更新日: 2017.11.02 12:43
革新的装備満載の新型実験車両、『フェラーリFXX-K Evo』世界初公開
そのダウンフォース発生に貢献しているのは、リヤに装着されたツインプロファイルの固定ウイングと、アクティブ・リヤスポイラーのシームレスな連携によるもの。
可変スポイラーは制御ユニットとその可動範囲を緻密に解析・設定することで、 ダウンフォースとドラッグの最適化を図る役目を担い、ツインプロファイル・リヤウイングを支持するセンターフィンはふたつの仕事を担当。ひとつはヨー角が小さい時のスタビリティを確保するバーチカルフィン。 もうひとつは、3枚のデルタ・ボーテックスジェネレーターのステーとしての機能となる。
このボーテックスジェネレーターは、 ラジエターからボンネットに抜ける排熱気流よって発生する乱流を整え、ウイングへ理想的な気流を供給。

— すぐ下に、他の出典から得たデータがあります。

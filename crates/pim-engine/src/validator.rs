//! Per-element invariants
//!
//! Checked in this order, first failure wins:
//!
//! 1. element type is migratable
//! 2. element id is mapped
//! 3. no incident on the element instance or its job
//! 4. target element has the same type
//! 5. target flow scope is the mapped id of the actual flow scope
//! 6. no boundary events on source or target element
//! 7. no pending trigger and no taken sequence flow
//! 8. no active user task

use crate::error::{InvariantViolation, ProcessingError};
use crate::mapping::ElementIdMapping;
use pim_model::{DeployedProcess, ElementInstance, ElementType, ExecutableElement, Key};
use pim_state::{ProcessingState, StateError};

/// Element types whose instances can be moved to another definition
pub const SUPPORTED_ELEMENT_TYPES: [ElementType; 3] = [
    ElementType::Process,
    ElementType::ServiceTask,
    ElementType::UserTask,
];

/// An element instance that passed every check, with the element it moves to
#[derive(Debug, Clone, Copy)]
pub struct ValidatedElement<'s> {
    /// Active element instance
    pub instance: &'s ElementInstance,
    /// Element it migrates to
    pub target_element: &'s ExecutableElement,
}

/// Per-element checks against the target process
pub struct ElementValidator<'s, S: ?Sized> {
    state: &'s S,
    process_instance_key: Key,
    target: &'s DeployedProcess,
    mapping: &'s ElementIdMapping,
}

impl<'s, S> ElementValidator<'s, S>
where
    S: ProcessingState + ?Sized,
{
    /// Validator for one migrate command
    #[must_use]
    pub fn new(
        state: &'s S,
        process_instance_key: Key,
        target: &'s DeployedProcess,
        mapping: &'s ElementIdMapping,
    ) -> Self {
        Self {
            state,
            process_instance_key,
            target,
            mapping,
        }
    }

    /// # Errors
    /// The first [`InvariantViolation`], or [`ProcessingError::State`] if the
    /// instance refers to elements or instances the state does not hold.
    pub fn validate(
        &self,
        instance: &'s ElementInstance,
    ) -> Result<ValidatedElement<'s>, ProcessingError> {
        let process_instance_key = self.process_instance_key;
        let element_id = &instance.element_id;

        if !SUPPORTED_ELEMENT_TYPES.contains(&instance.element_type) {
            return Err(InvariantViolation::UnsupportedElementType {
                process_instance_key,
                element_id: element_id.clone(),
                element_type: instance.element_type,
            }
            .into());
        }

        let target_element_id = self
            .mapping
            .target_of(element_id)
            .ok_or_else(|| InvariantViolation::UnmappedElement {
                process_instance_key,
                element_id: element_id.clone(),
            })?;

        if self.has_incident(instance) {
            return Err(InvariantViolation::ActiveIncident {
                process_instance_key,
                element_id: element_id.clone(),
            }
            .into());
        }

        let target_element = self
            .target
            .element(target_element_id)
            .ok_or_else(|| StateError::UnknownElement {
                process_definition_key: self.target.key(),
                element_id: target_element_id.to_string(),
            })?;

        if target_element.element_type != instance.element_type {
            return Err(InvariantViolation::ElementTypeChanged {
                process_instance_key,
                element_id: element_id.clone(),
                source_type: instance.element_type,
                target_element_id: target_element.id.clone(),
                target_type: target_element.element_type,
            }
            .into());
        }

        self.check_flow_scope(instance, target_element)?;
        self.check_boundary_events(instance, target_element)?;

        if self.state.peek_event_trigger(instance.key).is_some()
            || instance.active_sequence_flows > 0
        {
            return Err(InvariantViolation::ConcurrentCommand {
                process_instance_key,
                element_id: element_id.clone(),
            }
            .into());
        }

        if instance.user_task_key.is_some() {
            return Err(InvariantViolation::ActiveUserTask {
                process_instance_key,
                element_id: element_id.clone(),
            }
            .into());
        }

        Ok(ValidatedElement {
            instance,
            target_element,
        })
    }

    fn has_incident(&self, instance: &ElementInstance) -> bool {
        self.state.incident_for_element_instance(instance.key).is_some()
            || instance
                .job_key
                .is_some_and(|job_key| self.state.incident_for_job(job_key).is_some())
    }

    fn check_flow_scope(
        &self,
        instance: &ElementInstance,
        target_element: &ExecutableElement,
    ) -> Result<(), ProcessingError> {
        let Some(flow_scope_key) = instance.flow_scope_key else {
            return Ok(());
        };
        let flow_scope = self
            .state
            .element_instance(flow_scope_key)
            .ok_or(StateError::ElementInstanceNotFound(flow_scope_key))?;

        // An unmapped flow scope fails on its own visit; compare against its
        // unmapped id here.
        let expected = self
            .mapping
            .target_of(&flow_scope.element_id)
            .unwrap_or(flow_scope.element_id.as_str());
        let actual = target_element.flow_scope.as_deref().unwrap_or_default();

        if expected == actual {
            Ok(())
        } else {
            Err(InvariantViolation::FlowScopeChanged {
                process_instance_key: self.process_instance_key,
                element_id: instance.element_id.clone(),
                expected_flow_scope: expected.to_string(),
                actual_flow_scope: actual.to_string(),
            }
            .into())
        }
    }

    fn check_boundary_events(
        &self,
        instance: &ElementInstance,
        target_element: &ExecutableElement,
    ) -> Result<(), ProcessingError> {
        let source = self
            .state
            .process_by_key(instance.process_definition_key)
            .ok_or(StateError::ProcessNotFound(instance.process_definition_key))?;
        if !source.contains(&instance.element_id) {
            return Err(StateError::UnknownElement {
                process_definition_key: source.key(),
                element_id: instance.element_id.clone(),
            }
            .into());
        }

        let source_events = source.boundary_event_types(&instance.element_id);
        if !source_events.is_empty() {
            return Err(InvariantViolation::BoundaryEventInSource {
                process_instance_key: self.process_instance_key,
                element_id: instance.element_id.clone(),
                event_types: source_events,
            }
            .into());
        }

        let target_events = self.target.boundary_event_types(&target_element.id);
        if !target_events.is_empty() {
            return Err(InvariantViolation::BoundaryEventInTarget {
                process_instance_key: self.process_instance_key,
                target_element_id: target_element.id.clone(),
                event_types: target_events,
            }
            .into());
        }
        Ok(())
    }
}

#[cfg(test)]
mod tests {
    use super::*;
    use crate::error::MigrationError;
    use pim_model::{EventType, MappingInstruction};
    use pim_state::ProcessState;
    use pim_test_utils::{
        create_service_task_process, create_single_task_process, create_sub_process_process,
        StateFixture,
    };
    use pretty_assertions::assert_eq;

    fn validate(
        fixture: &StateFixture,
        target_key: Key,
        instructions: &[(&str, &str)],
        element_instance_key: Key,
    ) -> Result<String, InvariantViolation> {
        let state = fixture.state();
        let instance = fixture.instance(element_instance_key);
        let target = state.process_by_key(target_key).unwrap();
        let source = state.process_by_key(instance.process_definition_key).unwrap();
        let instructions: Vec<_> = instructions
            .iter()
            .map(|(s, t)| MappingInstruction::new(*s, *t))
            .collect();
        let mapping = ElementIdMapping::build(&instructions, source.root_id(), target.root_id());

        let validator =
            ElementValidator::new(state, instance.process_instance_key, target, &mapping);
        match validator.validate(instance) {
            Ok(validated) => Ok(validated.target_element.id.clone()),
            Err(ProcessingError::Migration(MigrationError::Invariant(v))) => Err(v),
            Err(other) => panic!("unexpected error: {other}"),
        }
    }

    #[test]
    fn root_maps_to_target_root() {
        let mut fixture = StateFixture::new();
        let source = fixture.deploy(create_service_task_process(1, "v1", "A"));
        fixture.deploy(create_service_task_process(2, "v2", "B"));
        let root = fixture.start_instance(source);

        assert_eq!(validate(&fixture, Key(2), &[], root), Ok("v2".to_string()));
    }

    #[test]
    fn unsupported_type_is_checked_before_mapping() {
        let mut fixture = StateFixture::new();
        let source = fixture.deploy(
            DeployedProcess::builder(Key(1), "v1", 1)
                .element("gw", ElementType::ExclusiveGateway, None)
                .build()
                .unwrap(),
        );
        fixture.deploy(create_service_task_process(2, "v2", "B"));
        let root = fixture.start_instance(source);
        let gateway = fixture.activate(root, "gw");

        assert_eq!(
            validate(&fixture, Key(2), &[], gateway),
            Err(InvariantViolation::UnsupportedElementType {
                process_instance_key: root,
                element_id: "gw".to_string(),
                element_type: ElementType::ExclusiveGateway,
            })
        );
    }

    #[test]
    fn incident_on_job_is_found() {
        let mut fixture = StateFixture::new();
        let source = fixture.deploy(create_service_task_process(1, "v1", "A"));
        fixture.deploy(create_service_task_process(2, "v2", "B"));
        let root = fixture.start_instance(source);
        let task = fixture.activate(root, "A");
        fixture.create_job(task, "charge");
        fixture.raise_job_incident(task);

        assert_eq!(
            validate(&fixture, Key(2), &[("A", "B")], task),
            Err(InvariantViolation::ActiveIncident {
                process_instance_key: root,
                element_id: "A".to_string(),
            })
        );
    }

    #[test]
    fn incident_wins_over_type_change() {
        let mut fixture = StateFixture::new();
        let source = fixture.deploy(create_service_task_process(1, "v1", "A"));
        fixture.deploy(create_single_task_process(2, "v2", "B", ElementType::UserTask));
        let root = fixture.start_instance(source);
        let task = fixture.activate(root, "A");
        fixture.raise_incident(task);

        assert!(matches!(
            validate(&fixture, Key(2), &[("A", "B")], task),
            Err(InvariantViolation::ActiveIncident { .. })
        ));
    }

    #[test]
    fn moving_into_a_sub_process_changes_the_flow_scope() {
        let mut fixture = StateFixture::new();
        let source = fixture.deploy(create_service_task_process(1, "v1", "A"));
        fixture.deploy(create_sub_process_process(2, "v2", "sub", "B"));
        let root = fixture.start_instance(source);
        let task = fixture.activate(root, "A");

        assert_eq!(
            validate(&fixture, Key(2), &[("A", "B")], task),
            Err(InvariantViolation::FlowScopeChanged {
                process_instance_key: root,
                element_id: "A".to_string(),
                expected_flow_scope: "v2".to_string(),
                actual_flow_scope: "sub".to_string(),
            })
        );
    }

    #[test]
    fn renamed_flow_scope_is_preserved() {
        let mut fixture = StateFixture::new();
        let source = fixture.deploy(create_sub_process_process(1, "v1", "sub", "A"));
        fixture.deploy(create_sub_process_process(2, "v2", "sub2", "B"));
        let root = fixture.start_instance(source);
        let sub = fixture.activate(root, "sub");
        let task = fixture.activate(sub, "A");

        assert_eq!(
            validate(&fixture, Key(2), &[("sub", "sub2"), ("A", "B")], task),
            Ok("B".to_string())
        );
        assert!(matches!(
            validate(&fixture, Key(2), &[("sub", "sub2"), ("A", "B")], sub),
            Err(InvariantViolation::UnsupportedElementType { .. })
        ));
    }

    #[test]
    fn boundary_event_on_target() {
        let mut fixture = StateFixture::new();
        let source = fixture.deploy(create_service_task_process(1, "v1", "A"));
        fixture.deploy(
            DeployedProcess::builder(Key(2), "v2", 1)
                .element("B", ElementType::ServiceTask, None)
                .boundary_event("timeout", EventType::Timer, "B")
                .build()
                .unwrap(),
        );
        let root = fixture.start_instance(source);
        let task = fixture.activate(root, "A");

        assert_eq!(
            validate(&fixture, Key(2), &[("A", "B")], task),
            Err(InvariantViolation::BoundaryEventInTarget {
                process_instance_key: root,
                target_element_id: "B".to_string(),
                event_types: vec![EventType::Timer],
            })
        );
    }

    #[test]
    fn taken_sequence_flow_is_a_concurrent_command() {
        let mut fixture = StateFixture::new();
        let source = fixture.deploy(create_service_task_process(1, "v1", "A"));
        fixture.deploy(create_service_task_process(2, "v2", "B"));
        let root = fixture.start_instance(source);
        let task = fixture.activate_with(root, "A", |i| i.active_sequence_flows = 1);

        assert!(matches!(
            validate(&fixture, Key(2), &[("A", "B")], task),
            Err(InvariantViolation::ConcurrentCommand { .. })
        ));
    }

    #[test]
    fn pending_trigger_is_a_concurrent_command() {
        let mut fixture = StateFixture::new();
        let source = fixture.deploy(create_service_task_process(1, "v1", "A"));
        fixture.deploy(create_service_task_process(2, "v2", "B"));
        let root = fixture.start_instance(source);
        let task = fixture.activate(root, "A");
        fixture.queue_trigger(task);

        assert!(matches!(
            validate(&fixture, Key(2), &[("A", "B")], task),
            Err(InvariantViolation::ConcurrentCommand { .. })
        ));
    }

    #[test]
    fn active_user_task() {
        let mut fixture = StateFixture::new();
        let source =
            fixture.deploy(create_single_task_process(1, "v1", "A", ElementType::UserTask));
        fixture.deploy(create_single_task_process(2, "v2", "B", ElementType::UserTask));
        let root = fixture.start_instance(source);
        let task = fixture.activate_with(root, "A", |i| i.user_task_key = Some(Key(77)));

        assert_eq!(
            validate(&fixture, Key(2), &[("A", "B")], task),
            Err(InvariantViolation::ActiveUserTask {
                process_instance_key: root,
                element_id: "A".to_string(),
            })
        );
    }
}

同時にここでダウンウォッシュ(吹き降ろし)を生成して、ツインプロファイル・ウイングで発生するダウンフォース量を10%も増加させている。
その他、ディフューザーの性能に関連するホイールアーチ後方のバイパス・エアベントも拡大され、ホイールからの後流を確実に引き抜くことで乱流を効果的に処理し、ロスを削減することでここでも5%のダウンフォース増を達成した。
増大したリヤのDFに最適化するためフロントエンドの造形も見直され、ヘッドライト下のエリヤを深く内側にえぐったフォルムに変更し、ここに垂直ターニングベーンを備えた2つのフリック(フィン)とフロントホイール前方の追加エアインテークを装備。FXX-K比で10%増のDFを獲得し、このノウハウはGTモデルとも相互にフィードバックされている。
さらにプロトタイプを彷彿とさせるキャビン内には、F1由来のパドルシフトを装備した新型ステアリングホイールにKERSマネッティーノが設けられ、コクピット右側のリヤ・ビデオカメラ・スクリーンも大型の6.5インチ仕様に。
ここにはより明確かつパフォーマンスに直結するデータおよび車輌状況など、 最新バージョンのテレメトリーシステムのデータが表示され、ドライバーは多彩なスクリーン・オプションを選択することで、 KERSの状態、 計測タイムなどを確認できるようになっている。
5000kmに及ぶ開発テスト、そして1万5000kmの信頼性テストを経て、2018/19シーズンのXXプログラムでの主力として走行を開始する予定の『フェラーリFXX-K Evo』は、2018年3月から10月までの間に9回のサーキット走行を予定。来季の”フィナーリ・モンディアーリ”にも参加し、その成果も発表される予定となっている。